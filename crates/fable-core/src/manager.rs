//! The skin manager.
//!
//! One `SkinManager` is constructed per session and owns everything the
//! skin feature needs: the registry over the local store, the renderer,
//! and the sync client. User actions arrive as method calls; each one
//! runs to completion against the whole document before the next.

use fable_render::{Renderer, SkinListView, StyleSink};
use fable_skin::SkinRegistry;
use fable_store::KvStore;
use fable_sync::{RemoteStore, SyncClient};
use fable_types::{Result, SkinDocument, SkinError};

/// A file the user has selected for upload but not yet committed.
#[derive(Debug, Clone, PartialEq, Eq)]
pub struct PendingUpload {
    pub file_name: String,
    pub content: String,
}

/// Orchestrates the skin feature for one session.
#[derive(Debug)]
pub struct SkinManager<S, R> {
    registry: SkinRegistry<S>,
    renderer: Renderer,
    sync: SyncClient<R>,
    sync_in_flight: bool,
    pending_upload: Option<PendingUpload>,
}

impl<S: KvStore, R: RemoteStore> SkinManager<S, R> {
    pub fn new(registry: SkinRegistry<S>, renderer: Renderer, sync: SyncClient<R>) -> Self {
        Self {
            registry,
            renderer,
            sync,
            sync_in_flight: false,
            pending_upload: None,
        }
    }

    /// Current session fingerprint, if logged in.
    pub fn fingerprint(&self) -> Option<&str> {
        self.registry.local().fingerprint()
    }

    /// Current skin document.
    pub fn document(&self) -> SkinDocument {
        self.registry.document()
    }

    /// Build the list view for display.
    pub fn view(&self) -> SkinListView {
        let doc = self.registry.document();
        self.renderer.render_list(&doc, self.fingerprint())
    }

    /// Apply (or clear) the active skin on `sink`.
    pub fn apply(&self, sink: &mut dyn StyleSink) {
        let doc = self.registry.document();
        self.renderer.apply_active_skin(&doc, self.fingerprint(), sink);
    }

    /// Stage a selected file for upload.
    ///
    /// The media-type gate lives here, at the import boundary: only
    /// `.css` files get past it, before any content validation runs.
    pub fn stage_upload(&mut self, file_name: &str, content: String) -> Result<()> {
        if !file_name.to_ascii_lowercase().ends_with(".css") {
            return Err(SkinError::WrongFileType(file_name.to_string()));
        }
        self.pending_upload = Some(PendingUpload {
            file_name: file_name.to_string(),
            content,
        });
        Ok(())
    }

    /// The staged file, if any.
    pub fn pending_upload(&self) -> Option<&PendingUpload> {
        self.pending_upload.as_ref()
    }

    /// Validate and store the staged file as a skin. Clears the staged
    /// selection whether or not the upload is accepted.
    pub fn commit_upload(&mut self) -> Result<String> {
        let pending = self
            .pending_upload
            .take()
            .ok_or_else(|| SkinError::Store("no file staged for upload".to_string()))?;
        self.registry.add_skin(&pending.content)
    }

    /// Stage and commit in one step.
    pub fn upload(&mut self, file_name: &str, content: String) -> Result<String> {
        self.stage_upload(file_name, content)?;
        self.commit_upload()
    }

    /// Toggle the active skin.
    pub fn toggle(&mut self, key: &str) -> Result<()> {
        self.registry.toggle_active(key)
    }

    /// Delete a skin.
    pub fn delete(&mut self, key: &str) -> Result<()> {
        self.registry.delete_skin(key)
    }

    /// Whether a push or pull is currently in flight.
    pub fn sync_in_flight(&self) -> bool {
        self.sync_in_flight
    }

    /// Push the local document to the remote store.
    ///
    /// Returns the server's confirmation message. Any staged upload is
    /// cleared on completion regardless of outcome, mirroring the file
    /// input reset in the UI.
    pub async fn push_remote(&mut self) -> Result<String> {
        if self.sync_in_flight {
            return Err(SkinError::SyncBusy);
        }
        if self.fingerprint().is_none() {
            return Err(SkinError::WrongFingerprint);
        }
        self.sync_in_flight = true;
        let doc = self.registry.document();
        let result = self.sync.push(&doc).await;
        self.sync_in_flight = false;
        self.pending_upload = None;
        result
    }

    /// Pull the remote document, accept it locally, and re-apply.
    ///
    /// On success the validated remote copy replaces the local one, the
    /// list view is rebuilt, and the active skin is re-applied to
    /// `sink`. On any failure local state is left untouched. The staged
    /// upload is cleared either way.
    pub async fn pull_remote(&mut self, sink: &mut dyn StyleSink) -> Result<SkinListView> {
        if self.sync_in_flight {
            return Err(SkinError::SyncBusy);
        }
        let Some(fingerprint) = self.fingerprint().map(str::to_string) else {
            return Err(SkinError::WrongFingerprint);
        };
        self.sync_in_flight = true;
        let fetched = self.sync.fetch(&fingerprint).await;
        self.sync_in_flight = false;
        self.pending_upload = None;

        let doc = fetched?;
        self.registry.local_mut().save(&doc)?;
        let view = self.renderer.render_list(&doc, Some(&fingerprint));
        self.renderer
            .apply_active_skin(&doc, Some(&fingerprint), sink);
        log::info!("accepted remote skin document ({} skins)", doc.data.len());
        Ok(view)
    }

    #[cfg(test)]
    fn force_in_flight(&mut self) {
        self.sync_in_flight = true;
    }
}

#[cfg(test)]
mod tests {
    use super::*;
    use fable_render::{MemorySink, RenderContext, STYLE_ELEMENT_ID};
    use fable_store::{LocalStore, MemoryStore};
    use fable_sync::MemoryRemote;

    fn manager_with(remote: MemoryRemote) -> SkinManager<MemoryStore, MemoryRemote> {
        let local = LocalStore::new(MemoryStore::new(), Some("fp".to_string()));
        SkinManager::new(
            SkinRegistry::new(local),
            Renderer::new(RenderContext::default()),
            SyncClient::new(remote),
        )
    }

    fn manager() -> SkinManager<MemoryStore, MemoryRemote> {
        manager_with(MemoryRemote::new())
    }

    fn css(name: &str) -> String {
        format!("/*\nName: {name}\n*/\nbody {{ color: red; }}\n")
    }

    #[test]
    fn upload_and_view() {
        let mut mgr = manager();
        let key = mgr.upload("dark.css", css("Dark")).unwrap();
        let view = mgr.view();
        assert_eq!(view.entries.len(), 1);
        assert_eq!(view.entries[0].key, key);
        assert!(view.upload_enabled);
        assert!(mgr.pending_upload().is_none());
    }

    #[test]
    fn non_css_file_rejected_before_validation() {
        let mut mgr = manager();
        // Content is a perfectly valid skin; the extension alone rejects it.
        let err = mgr.upload("skin.txt", css("Dark")).unwrap_err();
        assert!(matches!(err, SkinError::WrongFileType(_)));
        assert!(mgr.document().data.is_empty());
    }

    #[test]
    fn commit_without_stage_is_an_error() {
        let mut mgr = manager();
        assert!(mgr.commit_upload().is_err());
    }

    #[test]
    fn toggle_then_apply_injects() {
        let mut mgr = manager();
        let key = mgr.upload("dark.css", css("Dark")).unwrap();
        mgr.toggle(&key).unwrap();

        let mut sink = MemorySink::new();
        mgr.apply(&mut sink);
        assert!(sink.payload(STYLE_ELEMENT_ID).is_some());

        mgr.toggle(&key).unwrap();
        mgr.apply(&mut sink);
        assert!(sink.payload(STYLE_ELEMENT_ID).is_none());
    }

    #[tokio::test]
    async fn push_sends_current_document() {
        let mut mgr = manager();
        mgr.upload("dark.css", css("Dark")).unwrap();
        let message = mgr.push_remote().await.unwrap();
        assert_eq!(message, "Skins saved.");
        assert!(!mgr.sync_in_flight());
    }

    #[tokio::test]
    async fn pull_replaces_local_and_reapplies() {
        // Seed a remote with a document where "Dark" is active.
        let mut source = manager();
        let key = source.upload("dark.css", css("Dark")).unwrap();
        source.toggle(&key).unwrap();
        let remote_doc = source.document();

        let remote = MemoryRemote::with_stored(remote_doc.to_json().unwrap());
        let mut mgr = manager_with(remote);
        assert!(mgr.document().data.is_empty());

        let mut sink = MemorySink::new();
        let view = mgr.pull_remote(&mut sink).await.unwrap();
        assert_eq!(view.entries.len(), 1);
        assert_eq!(mgr.document(), remote_doc);
        assert!(sink.payload(STYLE_ELEMENT_ID).is_some());
    }

    #[tokio::test]
    async fn pull_with_wrong_fingerprint_leaves_local_untouched() {
        let stale = SkinDocument::empty("someone-else");
        let remote = MemoryRemote::with_stored(stale.to_json().unwrap());
        let mut mgr = manager_with(remote);
        mgr.upload("dark.css", css("Dark")).unwrap();
        let before = mgr.document();

        let mut sink = MemorySink::new();
        let err = mgr.pull_remote(&mut sink).await.unwrap_err();
        assert!(matches!(err, SkinError::WrongFingerprint));
        assert_eq!(mgr.document(), before);
    }

    #[tokio::test]
    async fn failed_push_still_clears_staged_upload() {
        let mut mgr = manager_with(MemoryRemote::offline());
        mgr.upload("dark.css", css("Dark")).unwrap();
        mgr.stage_upload("light.css", css("Light")).unwrap();
        assert!(mgr.pending_upload().is_some());

        assert!(mgr.push_remote().await.is_err());
        assert!(mgr.pending_upload().is_none());
        assert!(!mgr.sync_in_flight());
    }

    #[tokio::test]
    async fn concurrent_sync_is_refused() {
        let mut mgr = manager();
        mgr.force_in_flight();
        assert!(matches!(
            mgr.push_remote().await,
            Err(SkinError::SyncBusy)
        ));
        let mut sink = MemorySink::new();
        assert!(matches!(
            mgr.pull_remote(&mut sink).await,
            Err(SkinError::SyncBusy)
        ));
    }

    #[tokio::test]
    async fn logged_out_sync_is_refused() {
        let local = LocalStore::new(MemoryStore::new(), None);
        let mut mgr: SkinManager<MemoryStore, MemoryRemote> = SkinManager::new(
            SkinRegistry::new(local),
            Renderer::default(),
            SyncClient::new(MemoryRemote::new()),
        );
        assert!(matches!(
            mgr.push_remote().await,
            Err(SkinError::WrongFingerprint)
        ));
    }

    #[test]
    fn admin_context_never_injects() {
        let local = LocalStore::new(MemoryStore::new(), Some("fp".to_string()));
        let mut mgr: SkinManager<MemoryStore, MemoryRemote> = SkinManager::new(
            SkinRegistry::new(local),
            Renderer::new(RenderContext { admin: true }),
            SyncClient::new(MemoryRemote::new()),
        );
        let key = mgr.upload("dark.css", css("Dark")).unwrap();
        mgr.toggle(&key).unwrap();

        let mut sink = MemorySink::new();
        mgr.apply(&mut sink);
        assert!(sink.is_empty());
    }
}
------------------------------------------------------------
● **What is required**: Give the number of lines that include the word "SyncClient" in the listing. Nothing else belongs in the reply.

● **Exercise answer**: 6